I keep randomly returning to these, some great stuff in there. I also this quote of Jenny Holzer from another artwork:
> There is a period when it is clear that you have gone wrong but you continue. Sometimes there is a luxurious amount of time before anything bad happens.
Maybe this is Holzer's point (or maybe it's humorous), but I've come to believe that that "luxury" is one of the most dangerous things there is.
The more indirect and the slower your feedback, the easier it is to form habits and get accustomed to believing in a "reality" which is anything but reality.
I used to feel like it was better to have this luxury because who wants consequences to be swift. Doesn't that feel harsh and uncomfortable? Yes, but now I realize it's better overall. At best delayed (or dulled) consequences are like procrastination: face it now, or face it later when it's harder. And at worst, it's a path to ruin because later might be too late.
Of course you don't want to go to the other extreme.
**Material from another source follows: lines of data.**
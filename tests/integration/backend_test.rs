//! HTTP-level tests against mocked backend and annotation services

use chrono::NaiveDate;
use gasprice_admin::audit::MemoryAuditLog;
use gasprice_admin::backend::{AdminStore, PostgrestClient, PostgrestConfig, SubmissionStatus};
use gasprice_admin::error::{AdminError, BackendError};
use gasprice_admin::moderation::{
    Decision, FlagPriceInput, HttpAnnotator, ModerationQueue, PriceModerator,
};
use gasprice_admin::region::Region;
use gasprice_admin::report::{ExportFormat, ReportCriteria};
use gasprice_admin::users::UserService;
use rust_decimal_macros::dec;
use serde_json::json;
use std::sync::Arc;
use std::time::Duration;
use uuid::Uuid;
use wiremock::matchers::{body_json, body_partial_json, header, method, path, query_param};
use wiremock::{Mock, MockServer, ResponseTemplate};

const KEY: &str = "service-key";

fn client(server: &MockServer) -> PostgrestClient {
    PostgrestClient::new(PostgrestConfig {
        base_url: format!("{}/", server.uri()),
        api_key: KEY.to_string(),
        timeout: Duration::from_secs(5),
    })
    .unwrap()
}

fn submission_json(id: i64, price: u32, total: u64) -> serde_json::Value {
    json!({
        "id": id,
        "station_name": "NNPC, Maitama",
        "user_name": null,
        "user_avatar": null,
        "fuel_type": "PMS",
        "submitted_price": price,
        "average_price": 720,
        "status": "Pending",
        "created_at": "2024-07-29T14:30:15Z",
        "total_count": total
    })
}

#[tokio::test]
async fn test_moderation_queue_calls_rpc() {
    let server = MockServer::start().await;
    Mock::given(method("POST"))
        .and(path("/rest/v1/rpc/get_price_submissions_for_moderation"))
        .and(header("apikey", KEY))
        .and(header("authorization", "Bearer service-key"))
        .and(body_json(json!({
            "_status_filter": "Pending",
            "_limit": 10,
            "_offset": 10
        })))
        .respond_with(ResponseTemplate::new(200).set_body_json(json!([
            submission_json(5822, 1090, 12),
            submission_json(5823, 725, 12)
        ])))
        .expect(1)
        .mount(&server)
        .await;

    let queue = ModerationQueue::new(
        Arc::new(client(&server)),
        Arc::new(MemoryAuditLog::new()),
        "admin@example.com",
        10,
        dec!(0.5),
    );
    let page = queue.page(SubmissionStatus::Pending, 2).await.unwrap();

    assert_eq!(page.total, 12);
    assert_eq!(page.items.len(), 2);
    assert!(page.items[0].is_suspicious());
    assert!(!page.items[1].is_suspicious());
    assert_eq!(page.summary(), "Showing 11-12 of 12");
}

#[tokio::test]
async fn test_decision_patches_status() {
    let server = MockServer::start().await;
    let updated = json!([{ "id": 5824, "status": "Rejected" }]);
    Mock::given(method("PATCH"))
        .and(path("/rest/v1/price_reports"))
        .and(query_param("id", "eq.5824"))
        .and(query_param("status", "eq.Pending"))
        .and(header("Prefer", "return=representation"))
        .and(body_json(json!({ "status": "Rejected" })))
        .respond_with(ResponseTemplate::new(200).set_body_json(updated))
        .expect(1)
        .mount(&server)
        .await;

    let audit = Arc::new(MemoryAuditLog::new());
    let queue = ModerationQueue::new(
        Arc::new(client(&server)),
        audit.clone(),
        "admin@example.com",
        10,
        dec!(0.5),
    );
    let message = queue.decide(5824, Decision::Reject).await.unwrap();
    assert_eq!(message, "Submission has been Rejected.");
    assert_eq!(audit.entries().len(), 1);
}

#[tokio::test]
async fn test_decision_on_decided_submission_not_found() {
    let server = MockServer::start().await;
    Mock::given(method("PATCH"))
        .and(path("/rest/v1/price_reports"))
        .and(query_param("status", "eq.Pending"))
        .respond_with(ResponseTemplate::new(200).set_body_json(json!([])))
        .expect(1)
        .mount(&server)
        .await;

    let audit = Arc::new(MemoryAuditLog::new());
    let queue = ModerationQueue::new(
        Arc::new(client(&server)),
        audit.clone(),
        "admin@example.com",
        10,
        dec!(0.5),
    );
    let err = queue.decide(5824, Decision::Approve).await.unwrap_err();
    assert!(matches!(err, AdminError::NotFound(_)));
    assert!(audit.entries().is_empty());
}

#[tokio::test]
async fn test_error_status_surfaces_body() {
    let server = MockServer::start().await;
    Mock::given(method("POST"))
        .respond_with(ResponseTemplate::new(401).set_body_string("bad api key"))
        .mount(&server)
        .await;

    let err = client(&server)
        .moderation_queue(SubmissionStatus::Pending, 10, 0)
        .await
        .unwrap_err();
    match err {
        BackendError::Status { status, body } => {
            assert_eq!(status, 401);
            assert_eq!(body, "bad api key");
        }
        other => panic!("unexpected error {:?}", other),
    }
}

#[tokio::test]
async fn test_list_stations_reads_content_range() {
    let server = MockServer::start().await;
    Mock::given(method("GET"))
        .and(path("/rest/v1/stations"))
        .and(header("Prefer", "count=exact"))
        .and(query_param("order", "name.asc"))
        .and(query_param("limit", "10"))
        .and(query_param("offset", "0"))
        .respond_with(
            ResponseTemplate::new(200)
                .insert_header("Content-Range", "0-0/42")
                .set_body_json(json!([{
                    "id": 1,
                    "name": "TotalEnergies, Ikeja",
                    "address": "Obafemi Awolowo Way",
                    "state": "Lagos",
                    "status": "Active",
                    "submissions": 1205,
                    "latitude": 6.6018,
                    "longitude": 3.3515
                }])),
        )
        .mount(&server)
        .await;

    let listing = client(&server).list_stations(10, 0).await.unwrap();
    assert_eq!(listing.total, 42);
    assert_eq!(listing.rows[0].name, "TotalEnergies, Ikeja");
}

#[tokio::test]
async fn test_state_report_filters_inner_join() {
    let server = MockServer::start().await;
    Mock::given(method("GET"))
        .and(path("/rest/v1/price_reports"))
        .and(query_param("stations.state", "eq.Lagos"))
        .and(query_param("order", "created_at.desc"))
        .respond_with(ResponseTemplate::new(200).set_body_json(json!([{
            "created_at": "2024-07-15T09:00:00+00:00",
            "price": 715,
            "fuel_type": "PMS",
            "stations": {"name": "Mobil, VI", "address": null, "state": "Lagos"},
            "profiles": {"full_name": "Fatima Bello", "email": "fatima@example.com"}
        }])))
        .expect(1)
        .mount(&server)
        .await;

    let criteria = ReportCriteria::new(
        Region::State("Lagos"),
        NaiveDate::from_ymd_opt(2024, 7, 1).unwrap(),
        NaiveDate::from_ymd_opt(2024, 7, 31).unwrap(),
        ExportFormat::Csv,
    )
    .unwrap();
    let rows = client(&server).report_rows(&criteria).await.unwrap();
    assert_eq!(rows.len(), 1);
    assert_eq!(
        rows[0].stations.as_ref().and_then(|s| s.state.as_deref()),
        Some("Lagos")
    );
}

#[tokio::test]
async fn test_user_detail_without_auth_record() {
    let server = MockServer::start().await;
    let id = Uuid::from_u128(7);

    Mock::given(method("GET"))
        .and(path("/rest/v1/profiles"))
        .and(query_param("id", format!("eq.{}", id)))
        .respond_with(ResponseTemplate::new(200).set_body_json(json!([{
            "id": id,
            "full_name": "Musa Ibrahim",
            "email": "musa@example.com",
            "role": "Data Analyst",
            "status": "Suspended",
            "created_at": "2023-11-20T08:00:00Z"
        }])))
        .mount(&server)
        .await;
    Mock::given(method("GET"))
        .and(path("/rest/v1/price_reports"))
        .and(query_param("user_id", format!("eq.{}", id)))
        .respond_with(ResponseTemplate::new(500))
        .mount(&server)
        .await;
    Mock::given(method("GET"))
        .and(path(format!("/auth/v1/admin/users/{}", id)))
        .respond_with(ResponseTemplate::new(404))
        .mount(&server)
        .await;

    let service = UserService::new(
        Arc::new(client(&server)),
        Arc::new(MemoryAuditLog::new()),
        "admin@example.com",
        10,
    );
    let detail = service.detail(id).await.unwrap();
    assert_eq!(detail.profile.display_name(), "Musa Ibrahim");
    assert_eq!(detail.provider, "unknown");
    assert!(detail.recent_reports.is_empty());

    let err = service.approve(id).await.unwrap_err();
    assert!(matches!(err, AdminError::Validation(_)));
}

#[tokio::test]
async fn test_http_annotator_appends_text() {
    let server = MockServer::start().await;
    Mock::given(method("POST"))
        .and(path("/annotate"))
        .and(body_partial_json(json!({
            "isSuspicious": true,
            "reason": "Price deviates by 50.14% from the average price."
        })))
        .respond_with(ResponseTemplate::new(200).set_body_json(json!({
            "text": "  Far above nearby stations.  "
        })))
        .expect(1)
        .mount(&server)
        .await;

    let annotator =
        HttpAnnotator::new(format!("{}/annotate", server.uri()), Duration::from_secs(2)).unwrap();
    let moderator = PriceModerator::new(Box::new(annotator));
    let result = moderator
        .flag(&FlagPriceInput::new(dec!(1081), dec!(720), None))
        .await
        .unwrap();

    assert!(result.is_suspicious);
    assert_eq!(
        result.reason.as_deref(),
        Some("Price deviates by 50.14% from the average price. Far above nearby stations.")
    );
}

#[tokio::test]
async fn test_http_annotator_failure_falls_back() {
    let server = MockServer::start().await;
    Mock::given(method("POST"))
        .respond_with(ResponseTemplate::new(503))
        .mount(&server)
        .await;

    let annotator =
        HttpAnnotator::new(format!("{}/annotate", server.uri()), Duration::from_secs(2)).unwrap();
    let moderator = PriceModerator::new(Box::new(annotator));
    let result = moderator
        .flag(&FlagPriceInput::new(dec!(1081), dec!(720), None))
        .await
        .unwrap();

    assert!(result.is_suspicious);
    assert_eq!(
        result.reason.as_deref(),
        Some("Price deviates by 50.14% from the average price.")
    );
}

#[tokio::test]
async fn test_http_annotator_not_called_for_normal_prices() {
    let server = MockServer::start().await;
    Mock::given(method("POST"))
        .respond_with(ResponseTemplate::new(200).set_body_json(json!({ "text": "" })))
        .expect(0)
        .mount(&server)
        .await;

    let annotator =
        HttpAnnotator::new(format!("{}/annotate", server.uri()), Duration::from_secs(2)).unwrap();
    let moderator = PriceModerator::new(Box::new(annotator));
    let result = moderator
        .flag(&FlagPriceInput::new(dec!(725), dec!(720), None))
        .await
        .unwrap();
    assert!(!result.is_suspicious);
    assert!(result.reason.is_none());
}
There should be a balance.
The way I read it is as a somewhat ironic comment on how a lot of people, after doing something they shouldn't or avoiding something they should do, already know their mistake way before correcting it or suffering the consequences, and just don't act accordingly.
I'm not 100% sure on the "luxurious", but for me it reads as if saying "you know you've done wrong, you know it's going to come back to haunt you, but you're reveling in the inaction/avoidance in the meantime"
Jenny Holzer is an artist who’s work contains a lot of text and this text file is lifted from some of her work in the truisms series. It might actually be the entire text of the series.
A quick search on "artist Jenny Holzer" turns up plenty of results, including a comprehensive Wikipedia page, an Artsy page, and quite a few others. A quick look indicates that a fair amount of her work includes test based pieces, including this example: https://en.wikipedia.org/wiki/Jenny_Holzer#/media/File:Jenny...
Seeing Jenny Holzer on here was a pleasant surprise!
ABUSE OF POWER COMES AS NO SURPRISE
is probably one of my favorite of her truisms. On a similar note, her Inflammatory Essays (1979-1982) are a good read too [1].
Her more recent work Projections doesn't involve much of her own writing but it's interesting nonetheless (both the texts and the medium). She talks about it a bit in this video [2].
And I quite like her Redaction Paintings that were made from redacted military files [3].
DFW in IJ: "The clichéd directives are a lot more deep and hard to actually do. To try and live by instead of just say... So then at forty-six years or age I came here to live by clichés... One day at a time. Easy does it. First things first. Courage is fear that has said its prayers. Ask for help. Thy will not mine be done. It works if you work it. Grow or go. Keep coming back."
This doesn’t include a lot of post-1983 Truisms which are just as good. My favorite might be “Someone Wants To Cut A Hole In You And Fuck You Through It, Buddy”
Noting the date and utexas.edu, I was expecting something from the EWD archive. After some mild disappointment, this did seem to actually feed my underlying desire for some curmudgeonly wisdom.
if you're operating efficiently, and generate or take only what you need, you aren't generating surplus.
surplus could be read as greed, decadence, or even waste
AUTOMATION IS DEADLY
do it yourself, retain the know-how yourself. self-sufficience. don't rely on externalities. natural processes are more, well, natural. machines tend to exploit and create imbalance.
> surplus could be read as greed, decadence, or even waste
Or as a buffer. E.g., who knew that overcapacity in a hospital could be beneficial? So once more, the veracity of such statements depends on the context.
The title of the work (or rather the title of her entire oeuvre in this style) is “Truisms”, but I don’t think that means they’re necessarily intended to literally be truisms. There’s a lot of humor and irony involved.
I presume it's an observation, not advice. That often those who are called exceptional have some skeletons in their closest. That there are more statues of Jefferson Davis than Harriet Tubman.
I read it as a warning. Life is full of tradeoffs, to be extraordinary in one area requires you to neglect or ignore other aspects of life. In the end people will be hurt.
Just to be clear these are not really truisms. This is an art piece by Jenny Holzer and its name is "Truisms" (doesn't necessarily mean that they are all actual truisms, that's just the name she gave to this particular work).
In "Truisms" she created printed versions of an erudite reading list she compiled when she was a student. She distributed them anonymously by pasting printed versions around NYC's fences and walls. (https://www.sutori.com/story/pop-culture-and-art-jenny-holze...). She also did leaflets and other printed versions of this.
All of Holzer's art concepts are very much like this. Her goal is to use public venues as a medium to deliver thought-provoking ideas and display daring written commentary.
> There is a period when it is clear that you have gone wrong but you continue. Sometimes there is a luxurious amount of time before anything bad happens.